Complications are a horrible aspect of any type of surgery. They have to be
recognized and if they happen, dealt with. They can be mild or devastating. They
can happen in spite of most stringent precautions and are upsetting for the
patient and the surgeon. Fortunately they are RARE!!! and most patients do fine.
All patients undergoing surgery, irrespective of type, are at risk of
complications. These include pneumonia, urinary tract infection, wound
infection, blood clots or DVT, etc. In addition, there are complications
specific to joint replacement. The more common ones are:
Dislocation: A hip replacement, both standard THR and resurfacing can slip out
of place. The incidence can be approximately 4% for standard THR and less for
resurfacing. The causes can be due to poor soft tissue control, non-compliance
to hip precautions and rarely to improper positioning of components. Treatment
is usually closed reduction under anesthesia and wearing a hip brace for six to
eight weeks. If dislocations become recurrent then a repeat surgical procedure
may be necessary.
Loosening/Component Failure: When an implant loosens, the bond between the
prosthesis and bone will become progressively weaker until the prosthesis is no
longer supported by the bone, and the bone and component will function as two
separate units rather than the bone and prosthesis composite functioning as one.

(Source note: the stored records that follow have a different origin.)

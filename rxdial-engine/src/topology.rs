//! Mode to block-topology mapping.
//!
//! A [`Topology`] names the stages of the receive chain in connection order.
//! It carries no block instances; the flow-graph collaborator turns it into
//! real connections.

use num_complex::Complex32;
use rxdial_messages::Mode;

/// Which resampler feeds the chain.
#[derive(Debug, Clone, Copy, PartialEq, Eq)]
pub enum ResamplePath {
    /// Hardware rate straight to audio rate.
    Narrow,
    /// Hardware rate to the wide FM intermediate rate.
    Wide,
}

#[derive(Debug, Clone, Copy, PartialEq, Eq)]
pub enum SignalDomain {
    Complex,
    Real,
}

#[derive(Debug, Clone, Copy, PartialEq, Eq)]
pub enum Stage {
    Source,
    Resample(ResamplePath),
    /// Frequency-translating mixer (digital down-conversion).
    Mixer,
    LowPass(SignalDomain),
    BandPass,
    Squelch(SignalDomain),
    Agc(SignalDomain),
    Magnitude,
    NbfmDemod,
    WfmDemod,
    /// Complex to separate I and Q real streams.
    IqSplit,
    Hilbert,
    SidebandCombine,
    Volume,
    AudioSink,
    LogPowerFft,
    SpectrumSink,
}

#[derive(Debug, Clone, Copy, PartialEq, Eq)]
pub enum Sideband {
    Upper,
    Lower,
}

impl Sideband {
    pub fn for_mode(mode: Mode) -> Option<Self> {
        match mode {
            Mode::Usb | Mode::CwUsb => Some(Self::Upper),
            Mode::Lsb | Mode::CwLsb => Some(Self::Lower),
            Mode::Am | Mode::Fm | Mode::Wfm => None,
        }
    }

    /// Multiplier applied to the imaginary Hilbert branch before summing.
    pub fn sign(self) -> f32 {
        match self {
            Self::Upper => 1.0,
            Self::Lower => -1.0,
        }
    }
}

/// The spectrum display branch, present in every topology.
pub const SPECTRUM_BRANCH: [Stage; 3] = [Stage::Source, Stage::LogPowerFft, Stage::SpectrumSink];

#[derive(Debug, Clone, PartialEq)]
pub struct Topology {
    pub mode: Mode,
    /// Receive chain, source first, audio sink last.
    pub stages: Vec<Stage>,
    pub sideband: Option<Sideband>,
}

impl Topology {
    pub fn spectrum_branch(&self) -> &'static [Stage] {
        &SPECTRUM_BRANCH
    }

    pub fn sideband_sign(&self) -> Option<f32> {
        self.sideband.map(Sideband::sign)
    }

    pub fn contains(&self, stage: Stage) -> bool {
        self.stages.contains(&stage)
    }
}

pub fn select_flowgraph_topology(mode: Mode) -> Topology {
    use SignalDomain::{Complex, Real};

    let stages = match mode {
        Mode::Am => vec![
            Stage::Source,
            Stage::Resample(ResamplePath::Narrow),
            Stage::Mixer,
            Stage::LowPass(Complex),
            Stage::Squelch(Complex),
            Stage::Agc(Complex),
            Stage::Magnitude,
            Stage::Volume,
            Stage::AudioSink,
        ],
        Mode::Fm | Mode::Wfm => {
            let (path, demod) = if mode == Mode::Wfm {
                (ResamplePath::Wide, Stage::WfmDemod)
            } else {
                (ResamplePath::Narrow, Stage::NbfmDemod)
            };
            vec![
                Stage::Source,
                Stage::Resample(path),
                Stage::Mixer,
                Stage::LowPass(Complex),
                Stage::Squelch(Complex),
                Stage::Agc(Complex),
                demod,
                Stage::Volume,
                Stage::AudioSink,
            ]
        }
        Mode::Usb | Mode::Lsb | Mode::CwUsb | Mode::CwLsb => {
            let audio_filter = if mode.is_cw() {
                Stage::BandPass
            } else {
                Stage::LowPass(Real)
            };
            vec![
                Stage::Source,
                Stage::Resample(ResamplePath::Narrow),
                Stage::Mixer,
                Stage::Squelch(Complex),
                Stage::IqSplit,
                Stage::Hilbert,
                Stage::Hilbert,
                Stage::SidebandCombine,
                audio_filter,
                Stage::Squelch(Real),
                Stage::Agc(Real),
                Stage::Volume,
                Stage::AudioSink,
            ]
        }
    };

    Topology {
        mode,
        stages,
        sideband: Sideband::for_mode(mode),
    }
}

/// Phasing-method sideband selection.
///
/// `real_branch` and `imag_branch` are the outputs of the two Hilbert
/// transformers fed with I and Q; the result is
/// `real_branch.re + sign * imag_branch.im`.
pub fn combine_sidebands(
    real_branch: &[Complex32],
    imag_branch: &[Complex32],
    sideband: Sideband,
) -> Vec<f32> {
    let sign = sideband.sign();
    real_branch
        .iter()
        .zip(imag_branch)
        .map(|(re, im)| re.re + sign * im.im)
        .collect()
}
use thiserror::Error;

/// Failures surfaced by the receive session.
///
/// None of these are retried by the engine; recovery is always an explicit
/// operator action (start again, reconfigure again).
#[derive(Debug, Error)]
pub enum EngineError {
    /// Invalid arithmetic input, e.g. a zero sample rate.
    #[error("invalid tuning parameters: {0}")]
    Domain(String),

    #[error("no radio device detected")]
    DeviceNotFound,

    #[error("could not open audio output {device}: {reason}")]
    AudioSink { device: String, reason: String },

    #[error("receiver is not started")]
    NotStarted,

    #[error("front end failure: {0}")]
    FrontEnd(#[source] anyhow::Error),

    #[error("filter design failure: {0}")]
    FilterDesign(#[source] anyhow::Error),

    #[error("flow graph failure: {0}")]
    Graph(#[source] anyhow::Error),
}

impl EngineError {
    /// Dialog title for the operator.
    pub fn title(&self) -> &'static str {
        match self {
            Self::Domain(_) => "Configuration Error",
            Self::DeviceNotFound => "No Device",
            Self::AudioSink { .. } => "Audio Error",
            Self::NotStarted => "Not Running",
            Self::FrontEnd(_) => "Device Error",
            Self::FilterDesign(_) | Self::Graph(_) => "Pipeline Error",
        }
    }
}

pub type Result<T> = std::result::Result<T, EngineError>;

Loosening is most commonly caused by inflammation of the bone due to metal or
plastic particles. Rarely, loosening can be the result of infection or malposition of the components. The symptoms of loosening are progressively
increasing pain. In the end, the only resolution of a loose component is
surgical replacement of the loose component. Rarely, a joint replacement will
fail because of a material failure of the component itself; i.e., fracture of
the metal or plastic itself. This problem can only be corrected by surgically
replacing the failed component.
Deep Wound Infection: This is not a superficial tissue infection which can
usually be treated with antibiotics and occasionally debridement, but an
infection around the components themselves. Luckily this is rare, but when it
does happen, it needs to be aggressively treated. This involves surgically
removing the components and not putting anything back in. Intravenous
antibiotics are given for six to eight weeks, and if the infection has been
eradicated another attempt at joint replacement can be done and be successful 80
to 90% of the time.
Femoral Neck Fracture: In spite of a successful hip resurfacing, a fracture of
the femoral neck can occur. This is rare, 3% or less, but when it occurs, it is
necessary to surgically implant a total hip stem and apply a large steel ball to
the stem that matches the inner diameter of the implanted acetabular shell. This
preserves two of major advantages of resurfacing; a metal on metal articulating
surface, and a large diameter femoral head, providing increase stability.
Epilogue: Rarely, in spite of our best efforts, at the time of surgery,
technical factors make it impossible to perform a resurfacing. Also, the neck of
the femur may be inadvertently damaged, dramatically increasing the risk of
post-operative femoral neck fracture. In either of these situations we would
revert to a resurfacing acetabulum and a THR stem with a big metal ball. As a
last resort, a standard metal on metal, THR would be done.